Cassette recorders changed all that, and we have a man named Lou Ottens to thank for their creation. He just died a couple of weeks ago at age 94, over in the Netherlands. Without him, our music was just a stack of records, but once he figured out how to put tiny tapes in a tiny shell, we had our mixtapes and playlists!
Yes, we had reel-to-reel tapes, but the word for them was clunky and large. I guess that's two words. But they were not so practical to carry to the beach, or to provide background music at a reception, and they needed to be threaded, and all that mishegas. I worked with reel tapes, and they were usually major PITAs (or PsITA). A nice cassette recorder, with some blank tapes and fresh batteries, you could record anything, from the sound of the seashore to your cousin's wedding, both of which got a little salty.
So it was that Ottens, head of new product development in Hasselt, Belgium, for the Dutch Philips technology company, set out to shrink those big reels in the 1960s.
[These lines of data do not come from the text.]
//! # Database Error Types
//!
//! Error types for storage operations.
//!
//! ## Error Flow
//! ```text
//! ┌─────────────────────────────────────────────────────────────────────────┐
//! │                    Error Propagation                                    │
//! │                                                                         │
//! │  SQLite Error (sqlx::Error)        Codec Error (CoreError)             │
//! │       │                                 │                               │
//! │       ▼                                 ▼                               │
//! │  DbError (this module) ← Adds context and categorization               │
//! │       │                                                                 │
//! │       ▼                                                                 │
//! │  LocalRouter ← Logged, answered as 500 {"error": "Internal error"}     │
//! │                                                                         │
//! └─────────────────────────────────────────────────────────────────────────┘
//! ```
//!
//! Missing items are not errors here: the store returns `Option`/`bool`.

use thiserror::Error;
use whatstock_core::CoreError;

/// Storage operation errors.
#[derive(Debug, Error)]
pub enum DbError {
    /// Database connection failed.
    ///
    /// ## When This Occurs
    /// - Database file doesn't exist and can't be created
    /// - File permissions issue
    /// - Disk full
    #[error("Connection failed: {0}")]
    ConnectionFailed(String),

    /// Migration failed.
    #[error("Migration failed: {0}")]
    MigrationFailed(String),

    /// Query execution failed.
    #[error("Query failed: {0}")]
    QueryFailed(String),

    /// Pool exhausted (all connections in use).
    #[error("Connection pool exhausted")]
    PoolExhausted,

    /// The collection could not be encoded for writing.
    #[error("Codec error: {0}")]
    Codec(#[from] CoreError),

    /// Internal database error.
    #[error("Internal database error: {0}")]
    Internal(String),
}

/// Convert sqlx errors to DbError.
///
/// ## Error Mapping
/// ```text
/// sqlx::Error::Database       → DbError::QueryFailed
/// sqlx::Error::PoolTimedOut   → DbError::PoolExhausted
/// sqlx::Error::PoolClosed     → DbError::ConnectionFailed
/// Other                       → DbError::Internal
/// ```
impl From<sqlx::Error> for DbError {
    fn from(err: sqlx::Error) -> Self {
        match err {
            sqlx::Error::Database(db_err) => DbError::QueryFailed(db_err.message().to_string()),
            sqlx::Error::PoolTimedOut => DbError::PoolExhausted,
            sqlx::Error::PoolClosed => DbError::ConnectionFailed("Pool is closed".to_string()),
            _ => DbError::Internal(err.to_string()),
        }
    }
}

impl From<sqlx::migrate::MigrateError> for DbError {
    fn from(err: sqlx::migrate::MigrateError) -> Self {
        DbError::MigrationFailed(err.to_string())
    }
}

/// Result type for database operations.
pub type DbResult<T> = Result<T, DbError>;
A man named Zack Taylor (not to be confused with the 12th US president) has made a movie about the cassette story, and he says, "Lou wanted music to be portable and accessible."
Besides coming up with the great idea, Ottens wanted his product to be inexpensive and accessible to all. To this end, he persuaded Philips to allow all other manufacturers to use cassette technology for free, which allowed the new format to go global in no time at all. It's true, we are seeing huge corporations sharing work and information on the coronavirus vaccines, but not with too many other products. When video tape cassettes became the logical child of Ottens's audio tapes, two different formats, VHS and Betamax, vied for the top slot, which meant that a lot of the "special" tapes your buddy had in that box in back of his basement were not usable anymore, because they were Betamax and no one had a Betamax player. There went the viewing parties for "Saturday Nut Fever."
My favorite part of the whole deal was that Ottens, in trying to create something that really didn't exist, came up with a wooden block that would fit into a pocket easily. He used the wooden chunk as his ruler to make sure that whatever he and his team devised would be that small. That was the key!
And Lou Ottens's creation, the compact cassette, came out in 1963 and revolutionized the world of sound duplication. And Ottens was quite unsentimental about his brainchild. Over the years to come, as over 100 Billion cassettes were made and sold worldwide, he devoted his time to working on compact discs, and stated publicly that cassettes were "primitive and prone to noise and distortion" - problems not found in digital CDs.
And I would love to show you the original piece of wood that he used as a yardstick for his invention, but he smashed it, using it as a leverage prop for his jack while changing a tire on his car.
I hope he was listening to "Free Bird" on a cassette while he changed that tire!